======== Data
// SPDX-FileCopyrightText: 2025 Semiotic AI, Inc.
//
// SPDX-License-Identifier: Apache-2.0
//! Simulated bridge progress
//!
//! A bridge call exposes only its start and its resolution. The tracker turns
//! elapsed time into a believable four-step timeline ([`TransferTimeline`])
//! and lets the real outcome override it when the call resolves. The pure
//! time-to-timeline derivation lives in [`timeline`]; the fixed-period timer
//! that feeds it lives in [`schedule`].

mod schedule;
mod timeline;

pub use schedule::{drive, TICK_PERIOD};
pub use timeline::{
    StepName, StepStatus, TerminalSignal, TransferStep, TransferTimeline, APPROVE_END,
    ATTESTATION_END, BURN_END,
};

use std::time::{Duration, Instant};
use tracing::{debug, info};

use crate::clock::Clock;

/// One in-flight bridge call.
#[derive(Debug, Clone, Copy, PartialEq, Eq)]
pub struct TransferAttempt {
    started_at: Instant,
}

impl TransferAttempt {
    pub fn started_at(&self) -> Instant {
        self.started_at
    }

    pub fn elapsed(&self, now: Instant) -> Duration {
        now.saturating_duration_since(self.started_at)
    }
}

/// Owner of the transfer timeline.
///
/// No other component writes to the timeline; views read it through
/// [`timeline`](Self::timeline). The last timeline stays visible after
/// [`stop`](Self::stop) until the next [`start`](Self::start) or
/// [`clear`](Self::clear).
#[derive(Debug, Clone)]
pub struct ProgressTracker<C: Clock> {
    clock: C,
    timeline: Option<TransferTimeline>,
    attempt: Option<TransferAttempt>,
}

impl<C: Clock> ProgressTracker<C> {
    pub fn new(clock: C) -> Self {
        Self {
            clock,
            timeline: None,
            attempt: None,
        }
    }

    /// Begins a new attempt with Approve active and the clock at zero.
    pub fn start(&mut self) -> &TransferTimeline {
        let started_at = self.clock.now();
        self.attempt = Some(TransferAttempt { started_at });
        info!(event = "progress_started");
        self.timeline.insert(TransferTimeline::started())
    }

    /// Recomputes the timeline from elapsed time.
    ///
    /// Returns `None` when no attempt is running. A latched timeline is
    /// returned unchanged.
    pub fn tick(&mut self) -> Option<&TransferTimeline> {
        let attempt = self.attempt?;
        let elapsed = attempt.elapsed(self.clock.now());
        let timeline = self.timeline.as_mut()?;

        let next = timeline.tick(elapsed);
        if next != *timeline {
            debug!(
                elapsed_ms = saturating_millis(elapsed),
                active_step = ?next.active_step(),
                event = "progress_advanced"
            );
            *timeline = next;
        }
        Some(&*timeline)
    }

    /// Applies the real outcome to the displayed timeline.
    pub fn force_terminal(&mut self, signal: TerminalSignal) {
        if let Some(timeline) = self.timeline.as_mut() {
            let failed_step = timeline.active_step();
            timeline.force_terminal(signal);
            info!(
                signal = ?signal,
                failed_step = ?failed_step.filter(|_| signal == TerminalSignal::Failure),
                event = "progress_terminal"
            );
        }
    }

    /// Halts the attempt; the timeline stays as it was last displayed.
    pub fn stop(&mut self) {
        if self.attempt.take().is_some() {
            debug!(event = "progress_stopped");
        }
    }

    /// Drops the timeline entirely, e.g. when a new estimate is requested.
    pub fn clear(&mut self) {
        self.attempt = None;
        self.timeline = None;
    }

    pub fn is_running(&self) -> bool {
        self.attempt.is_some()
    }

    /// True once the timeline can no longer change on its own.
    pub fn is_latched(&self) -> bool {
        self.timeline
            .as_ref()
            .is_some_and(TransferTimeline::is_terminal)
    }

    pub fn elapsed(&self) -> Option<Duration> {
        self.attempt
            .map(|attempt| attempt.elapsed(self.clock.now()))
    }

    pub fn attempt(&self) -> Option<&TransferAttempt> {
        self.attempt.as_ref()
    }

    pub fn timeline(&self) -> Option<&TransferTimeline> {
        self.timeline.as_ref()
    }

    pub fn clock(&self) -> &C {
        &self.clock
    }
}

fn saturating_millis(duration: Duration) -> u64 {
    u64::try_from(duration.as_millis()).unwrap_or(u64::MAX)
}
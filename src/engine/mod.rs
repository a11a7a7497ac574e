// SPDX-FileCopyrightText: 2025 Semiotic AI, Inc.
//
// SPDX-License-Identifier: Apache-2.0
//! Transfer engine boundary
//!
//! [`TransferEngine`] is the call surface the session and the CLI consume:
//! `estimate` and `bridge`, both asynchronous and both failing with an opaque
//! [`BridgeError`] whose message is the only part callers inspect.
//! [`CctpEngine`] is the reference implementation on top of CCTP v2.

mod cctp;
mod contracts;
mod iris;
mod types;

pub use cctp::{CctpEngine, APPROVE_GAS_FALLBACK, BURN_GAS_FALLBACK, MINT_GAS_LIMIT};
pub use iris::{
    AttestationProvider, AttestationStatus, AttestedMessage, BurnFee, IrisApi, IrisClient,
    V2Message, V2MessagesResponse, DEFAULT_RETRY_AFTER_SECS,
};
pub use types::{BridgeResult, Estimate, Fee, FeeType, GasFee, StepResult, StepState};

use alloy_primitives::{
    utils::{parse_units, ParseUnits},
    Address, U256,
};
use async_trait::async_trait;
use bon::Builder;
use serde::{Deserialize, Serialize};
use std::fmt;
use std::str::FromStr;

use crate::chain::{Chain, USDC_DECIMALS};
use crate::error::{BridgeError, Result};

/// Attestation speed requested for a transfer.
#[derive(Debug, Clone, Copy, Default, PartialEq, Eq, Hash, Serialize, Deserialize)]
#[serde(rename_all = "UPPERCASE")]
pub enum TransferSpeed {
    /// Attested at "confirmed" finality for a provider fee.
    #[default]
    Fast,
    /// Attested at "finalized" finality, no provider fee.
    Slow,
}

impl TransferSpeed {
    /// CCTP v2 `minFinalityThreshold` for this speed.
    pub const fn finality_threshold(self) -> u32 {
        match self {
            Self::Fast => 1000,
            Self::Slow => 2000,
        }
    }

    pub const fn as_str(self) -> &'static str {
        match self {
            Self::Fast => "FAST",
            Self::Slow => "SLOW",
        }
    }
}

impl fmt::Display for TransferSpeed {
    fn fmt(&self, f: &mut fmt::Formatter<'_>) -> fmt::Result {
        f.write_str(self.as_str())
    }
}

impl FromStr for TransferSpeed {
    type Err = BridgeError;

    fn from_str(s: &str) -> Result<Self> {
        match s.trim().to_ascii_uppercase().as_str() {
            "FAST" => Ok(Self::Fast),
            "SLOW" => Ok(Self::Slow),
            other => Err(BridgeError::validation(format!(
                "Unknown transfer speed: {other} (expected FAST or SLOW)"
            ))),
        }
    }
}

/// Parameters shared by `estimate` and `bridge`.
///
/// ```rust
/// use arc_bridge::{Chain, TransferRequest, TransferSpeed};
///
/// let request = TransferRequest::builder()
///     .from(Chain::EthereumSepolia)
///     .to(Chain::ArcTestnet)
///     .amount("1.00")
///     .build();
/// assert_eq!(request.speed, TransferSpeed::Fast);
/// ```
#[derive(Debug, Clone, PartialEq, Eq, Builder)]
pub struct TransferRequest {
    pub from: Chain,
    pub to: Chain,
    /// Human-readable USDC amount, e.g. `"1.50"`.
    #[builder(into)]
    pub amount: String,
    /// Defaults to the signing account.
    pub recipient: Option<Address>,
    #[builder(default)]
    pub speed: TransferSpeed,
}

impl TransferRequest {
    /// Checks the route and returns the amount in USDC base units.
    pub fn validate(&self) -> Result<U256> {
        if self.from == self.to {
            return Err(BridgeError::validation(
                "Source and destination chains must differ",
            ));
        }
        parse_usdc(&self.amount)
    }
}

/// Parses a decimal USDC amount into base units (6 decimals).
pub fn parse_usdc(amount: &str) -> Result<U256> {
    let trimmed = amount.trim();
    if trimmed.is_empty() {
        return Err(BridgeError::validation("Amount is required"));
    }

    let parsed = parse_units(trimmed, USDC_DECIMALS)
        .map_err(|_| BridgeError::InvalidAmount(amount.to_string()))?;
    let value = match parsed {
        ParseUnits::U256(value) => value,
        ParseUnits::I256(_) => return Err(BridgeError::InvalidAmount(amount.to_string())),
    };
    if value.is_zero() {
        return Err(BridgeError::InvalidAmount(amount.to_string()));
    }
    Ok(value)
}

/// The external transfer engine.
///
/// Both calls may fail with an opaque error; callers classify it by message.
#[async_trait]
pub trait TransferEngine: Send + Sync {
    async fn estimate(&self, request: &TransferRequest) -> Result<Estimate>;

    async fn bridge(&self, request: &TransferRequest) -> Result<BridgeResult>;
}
================
_Your goal_
Taking the entries above, write out exactly each line from the one holding "the fixed-period timer" to the one holding "read it through", both included, and stop there.

_Solution to the exercise_
//! time-to-timeline derivation lives in [`timeline`]; the fixed-period timer
//! that feeds it lives in [`schedule`].

mod schedule;
mod timeline;

pub use schedule::{drive, TICK_PERIOD};
pub use timeline::{
    StepName, StepStatus, TerminalSignal, TransferStep, TransferTimeline, APPROVE_END,
    ATTESTATION_END, BURN_END,
};

use std::time::{Duration, Instant};
use tracing::{debug, info};

use crate::clock::Clock;

/// One in-flight bridge call.
#[derive(Debug, Clone, Copy, PartialEq, Eq)]
pub struct TransferAttempt {
    started_at: Instant,
}

impl TransferAttempt {
    pub fn started_at(&self) -> Instant {
        self.started_at
    }

    pub fn elapsed(&self, now: Instant) -> Duration {
        now.saturating_duration_since(self.started_at)
    }
}

/// Owner of the transfer timeline.
///
/// No other component writes to the timeline; views read it through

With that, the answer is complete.